Genetic alterations were analyzed using public databases (TCGA, COSMIC and CCLE). Effects of CDK4/6-inhibitors, PD-0332991 or LY2835219, were examined using 10 BLCA cell lines by immunoblotting, cell viability, apoptosis and cell cycle progression. Efficacy of PD-0332991 and cisplatin combination was analyzed using the combination index (CI). Gene expression level was determined by quantitative polymerase chain reaction (qPCR). CMV promoter regulated recombinant RB was used for reconstitution. Three-dimensional xenografts were grown on the chicken chorioallantoic membrane (CAM) and analyzed by measuring tumor weight and immunohistochemical expression of total RB and Ki-67.

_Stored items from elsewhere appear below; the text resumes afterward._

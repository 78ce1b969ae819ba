// Copyright (c) 2026 100monkeys.ai
// SPDX-License-Identifier: AGPL-3.0

//! Raw error observations handed to the diagnostics engine by any subsystem.

use serde::{Deserialize, Serialize};
use std::io::ErrorKind;

/// A failure as reported by the caller at the moment an operation failed.
///
/// Only `message` is required; `code` and `stack` default to absent and every
/// downstream component tolerates their absence.
#[derive(Debug, Clone, Default, PartialEq, Eq, Serialize, Deserialize)]
pub struct ErrorObservation {
    #[serde(default, skip_serializing_if = "Option::is_none")]
    pub code: Option<String>,
    pub message: String,
    #[serde(default, skip_serializing_if = "Option::is_none")]
    pub stack: Option<String>,
}

impl ErrorObservation {
    pub fn new(message: impl Into<String>) -> Self {
        Self {
            code: None,
            message: message.into(),
            stack: None,
        }
    }

    pub fn with_code(mut self, code: impl Into<String>) -> Self {
        self.code = Some(code.into());
        self
    }

    pub fn with_stack(mut self, stack: impl Into<String>) -> Self {
        self.stack = Some(stack.into());
        self
    }

    /// Code, message and stack joined and lower-cased; the text the classifier matches on.
    pub fn searchable_text(&self) -> String {
        let mut text = String::with_capacity(
            self.message.len()
                + self.code.as_deref().map_or(0, str::len)
                + self.stack.as_deref().map_or(0, str::len)
                + 2,
        );
        if let Some(code) = &self.code {
            text.push_str(code);
            text.push(' ');
        }
        text.push_str(&self.message);
        if let Some(stack) = &self.stack {
            text.push('\n');
            text.push_str(stack);
        }
        text.to_lowercase()
    }
}

/// errno-style code for the io error kinds the classifier knows about
fn io_error_code(kind: ErrorKind) -> Option<&'static str> {
    match kind {
        ErrorKind::NotFound => Some("ENOENT"),
        ErrorKind::PermissionDenied => Some("EACCES"),
        ErrorKind::TimedOut => Some("ETIMEDOUT"),
        ErrorKind::ConnectionRefused => Some("ECONNREFUSED"),
        ErrorKind::ConnectionReset => Some("ECONNRESET"),
        ErrorKind::AddrInUse => Some("EADDRINUSE"),
        ErrorKind::OutOfMemory => Some("ENOMEM"),
        _ => None,
    }
}

impl From<&std::io::Error> for ErrorObservation {
    fn from(err: &std::io::Error) -> Self {
        Self {
            code: io_error_code(err.kind()).map(str::to_string),
            message: err.to_string(),
            stack: None,
        }
    }
}

impl From<&anyhow::Error> for ErrorObservation {
    fn from(err: &anyhow::Error) -> Self {
        let code = err
            .chain()
            .find_map(|cause| cause.downcast_ref::<std::io::Error>())
            .and_then(|io| io_error_code(io.kind()))
            .map(str::to_string);

        let causes: Vec<String> = err.chain().skip(1).map(|cause| cause.to_string()).collect();
        let stack = if causes.is_empty() {
            None
        } else {
            Some(
                causes
                    .iter()
                    .map(|cause| format!("Caused by: {cause}"))
                    .collect::<Vec<_>>()
                    .join("\n"),
            )
        };

        Self {
            code,
            message: err.to_string(),
            stack,
        }
    }
}

#[cfg(test)]
mod tests {
    use super::*;
    use anyhow::Context;

    #[test]
    fn test_searchable_text_includes_all_fields() {
        let obs = ErrorObservation::new("Connection Timed Out")
            .with_code("ETIMEDOUT")
            .with_stack("at Socket.connect");

        let text = obs.searchable_text();
        assert!(text.starts_with("etimedout connection timed out"));
        assert!(text.contains("at socket.connect"));
    }

    #[test]
    fn test_missing_optional_fields() {
        let obs = ErrorObservation::new("boom");
        assert_eq!(obs.searchable_text(), "boom");
    }

    #[test]
    fn test_from_io_error_maps_code() {
        let err = std::io::Error::new(ErrorKind::PermissionDenied, "open /etc/shadow");
        let obs = ErrorObservation::from(&err);
        assert_eq!(obs.code.as_deref(), Some("EACCES"));
        assert_eq!(obs.message, "open /etc/shadow");

        let other = std::io::Error::new(ErrorKind::Other, "weird");
        assert!(ErrorObservation::from(&other).code.is_none());
    }

    #[test]
    fn test_from_anyhow_walks_chain() {
        let io = std::io::Error::new(ErrorKind::NotFound, "config.yaml missing");
        let err = Err::<(), _>(io)
            .context("failed to load settings")
            .unwrap_err();

        let obs = ErrorObservation::from(&err);
        assert_eq!(obs.code.as_deref(), Some("ENOENT"));
        assert_eq!(obs.message, "failed to load settings");
        assert_eq!(obs.stack.as_deref(), Some("Caused by: config.yaml missing"));
    }

    #[test]
    fn test_deserialize_without_optional_fields() {
        let obs: ErrorObservation = serde_json::from_str(r#"{"message":"x"}"#).unwrap();
        assert_eq!(obs, ErrorObservation::new("x"));
    }
}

PD-0332991 treatment reduced proliferation of RB positive BLCA cell lines and was synergistic in combination with cisplatin. PD-0332991 or LY2835219 treatment reduced phosphorylation, total protein and transcript level of RB. Treatment resulted in a decrease in E2F target gene expression (CCNA2 and CCNE2) and cell cycle progression from G0/G1 to the S phase, but did not affect apoptosis. In RB negative cells reconstituted with recombinant RB, PD-0332991 affected only phosphorylation and not total RB level. These cells remained resistant to treatment. In three-dimensional RB positive xenografts, treatment resulted in reduced tumor weight and decreased expression of total RB and Ki-67.
We provide preclinical evidence that CDK4/6 inhibition is a potential therapeutic strategy for RB positive BLCA that probably acts by negatively regulating RB transcription.